10 amazing times when Sesame Street went classical
6 October 2014, 15:16 | Updated: 6 January 2017, 14:45
Those times when the finest musicians and furriest monsters got together to share in all things classical. Expect to know your alphabet very well by the end of this one.
Yo-Yo Ma plays some jazz (with an owl)
Plácido Domingo, with a flamingo
Clearly Pavarotti and Carreras were just the warm-up: the tenor's true partner in music is his Muppet counterpart Placido Flamingo...
Andrea Bocelli's lullaby to Elmo
Who doesn't want to be sung to sleep by the dulcet tones of this star tenor? Here, Sesame Street's Elmo is lucky enough to be lulled to dreamland with "Time To Say Goodbye". Though it isn't without a little bedtime drama.
Renée Fleming teaches us how to count (via Verdi)
The flawless American diva is also in the mood for some numerical teaching: to espouse the virtues of counting from 1 to 5 she turns to "Caro Nome" from Verdi's Rigoletto. And sounds incredible.
Gustavo Dudamel and the Simón Bolívar Orchestra of Monsters
Sir James Galway teaches the alphabet
The man with the golden flute has graced this street a number of times, but our favourite comes from 1981. And it was to help teach the alphabet – you'll be happy to know that Big Bird was on hand to help out.

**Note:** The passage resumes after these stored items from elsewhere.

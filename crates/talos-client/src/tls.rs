//! TLS configuration for machine API connections
//!
//! Two modes:
//! - maintenance: the bundle carries the `insecure` sentinel, the server
//!   certificate is not verified and no client identity is presented
//! - authenticated: the client presents the bundle's certificate and the
//!   server must chain to the bundle's CA and match the dialed address

use std::sync::Arc;

use rustls::client::danger::{HandshakeSignatureValid, ServerCertVerified, ServerCertVerifier};
use rustls::crypto::{CryptoProvider, ring, verify_tls12_signature, verify_tls13_signature};
use rustls::pki_types::pem::PemObject;
use rustls::pki_types::{CertificateDer, PrivateKeyDer, ServerName, UnixTime};
use rustls::{ClientConfig, DigitallySignedStruct, RootCertStore, SignatureScheme};

use crate::error::TalosError;
use crate::models::ClientBundle;

/// Which kind of channel a bundle produced
#[derive(Debug, Clone, Copy, PartialEq, Eq)]
pub enum SecurityMode {
    /// No server verification, no client identity
    Maintenance,
    /// Mutual TLS against the bundle's CA
    Authenticated,
}

/// A ready-to-use client TLS configuration
#[derive(Debug, Clone)]
pub struct TlsSettings {
    /// rustls client configuration with ALPN `h2`
    pub config: Arc<ClientConfig>,
    /// Mode the configuration was built for
    pub mode: SecurityMode,
}

/// Build the client TLS configuration for a credential bundle
pub fn client_tls_config(bundle: &ClientBundle) -> Result<TlsSettings, TalosError> {
    let provider = Arc::new(ring::default_provider());

    let builder = ClientConfig::builder_with_provider(Arc::clone(&provider))
        .with_safe_default_protocol_versions()
        .map_err(|e| TalosError::Credential(format!("unsupported protocol versions: {e}")))?;

    let (mut config, mode) = if bundle.is_insecure() {
        let config = builder
            .dangerous()
            .with_custom_certificate_verifier(Arc::new(NoServerVerification(provider)))
            .with_no_client_auth();
        (config, SecurityMode::Maintenance)
    } else {
        let roots = root_store(&bundle.ca_certificate)?;
        let chain = certificate_chain(&bundle.client_certificate)?;
        let key = private_key(&bundle.client_key)?;
        let config = builder
            .with_root_certificates(roots)
            .with_client_auth_cert(chain, key)
            .map_err(|e| TalosError::Credential(format!("client certificate and key do not match: {e}")))?;
        (config, SecurityMode::Authenticated)
    };

    config.alpn_protocols = vec![b"h2".to_vec()];

    Ok(TlsSettings {
        config: Arc::new(config),
        mode,
    })
}

/// Expected server identity for a dialed host
///
/// An IP address is pinned as an IP identity, so the server certificate must
/// carry that address as an IP SAN. Anything else is treated as a DNS name.
pub fn server_name(host: &str) -> Result<ServerName<'static>, TalosError> {
    if let Ok(ip) = host.parse::<std::net::IpAddr>() {
        return Ok(ServerName::IpAddress(ip.into()));
    }
    ServerName::try_from(host.to_string())
        .map_err(|e| TalosError::InvalidEndpoint(format!("{host}: {e}")))
}

fn root_store(pem: &str) -> Result<RootCertStore, TalosError> {
    let mut roots = RootCertStore::empty();
    for cert in certificate_chain(pem)? {
        roots
            .add(cert)
            .map_err(|e| TalosError::Credential(format!("invalid CA certificate: {e}")))?;
    }
    Ok(roots)
}

fn certificate_chain(pem: &str) -> Result<Vec<CertificateDer<'static>>, TalosError> {
    let chain = CertificateDer::pem_slice_iter(pem.as_bytes())
        .collect::<Result<Vec<_>, _>>()
        .map_err(|e| TalosError::Credential(format!("invalid certificate PEM: {e}")))?;
    if chain.is_empty() {
        return Err(TalosError::Credential("no certificate found in PEM".to_string()));
    }
    Ok(chain)
}

fn private_key(pem: &str) -> Result<PrivateKeyDer<'static>, TalosError> {
    // Talos labels PKCS#8 ed25519 keys "ED25519 PRIVATE KEY".
    let normalized = pem.replace("ED25519 PRIVATE KEY", "PRIVATE KEY");
    PrivateKeyDer::from_pem_slice(normalized.as_bytes())
        .map_err(|e| TalosError::Credential(format!("invalid private key PEM: {e}")))
}

/// Accepts any server certificate; signatures are still checked so the
/// handshake itself stays intact.
#[derive(Debug)]
struct NoServerVerification(Arc<CryptoProvider>);

impl ServerCertVerifier for NoServerVerification {
    fn verify_server_cert(
        &self,
        _end_entity: &CertificateDer<'_>,
        _intermediates: &[CertificateDer<'_>],
        _server_name: &ServerName<'_>,
        _ocsp_response: &[u8],
        _now: UnixTime,
    ) -> Result<ServerCertVerified, rustls::Error> {
        Ok(ServerCertVerified::assertion())
    }

    fn verify_tls12_signature(
        &self,
        message: &[u8],
        cert: &CertificateDer<'_>,
        dss: &DigitallySignedStruct,
    ) -> Result<HandshakeSignatureValid, rustls::Error> {
        verify_tls12_signature(message, cert, dss, &self.0.signature_verification_algorithms)
    }

    fn verify_tls13_signature(
        &self,
        message: &[u8],
        cert: &CertificateDer<'_>,
        dss: &DigitallySignedStruct,
    ) -> Result<HandshakeSignatureValid, rustls::Error> {
        verify_tls13_signature(message, cert, dss, &self.0.signature_verification_algorithms)
    }

    fn supported_verify_schemes(&self) -> Vec<SignatureScheme> {
        self.0.signature_verification_algorithms.supported_schemes()
    }
}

The Kronos Quartet plays some footie
The world-renowned foursome plays some football to describe the dynamics of the string quartet. Someone get Big Bird a viola – those Mozart quintets are gorgeous.
Joshua Bell, Telly Monster and a childhood dream
As great duets go, this is surely up there with the greats. In a rendition of "Sing After Me", Joshua Bell had the formidable Telly Monster accompanying him on Tuba. Apparently the first tune Bell learned on the violin was the Sesame Street theme – so he must have been stocked to be there.
Dame Evelyn Glennie on the bins
The world renowned percussion virtuoso is always looking for something to bang and crash. Unfortunately, Oscar the Grouch's trash cans are in the firing line – and he needs some convincing.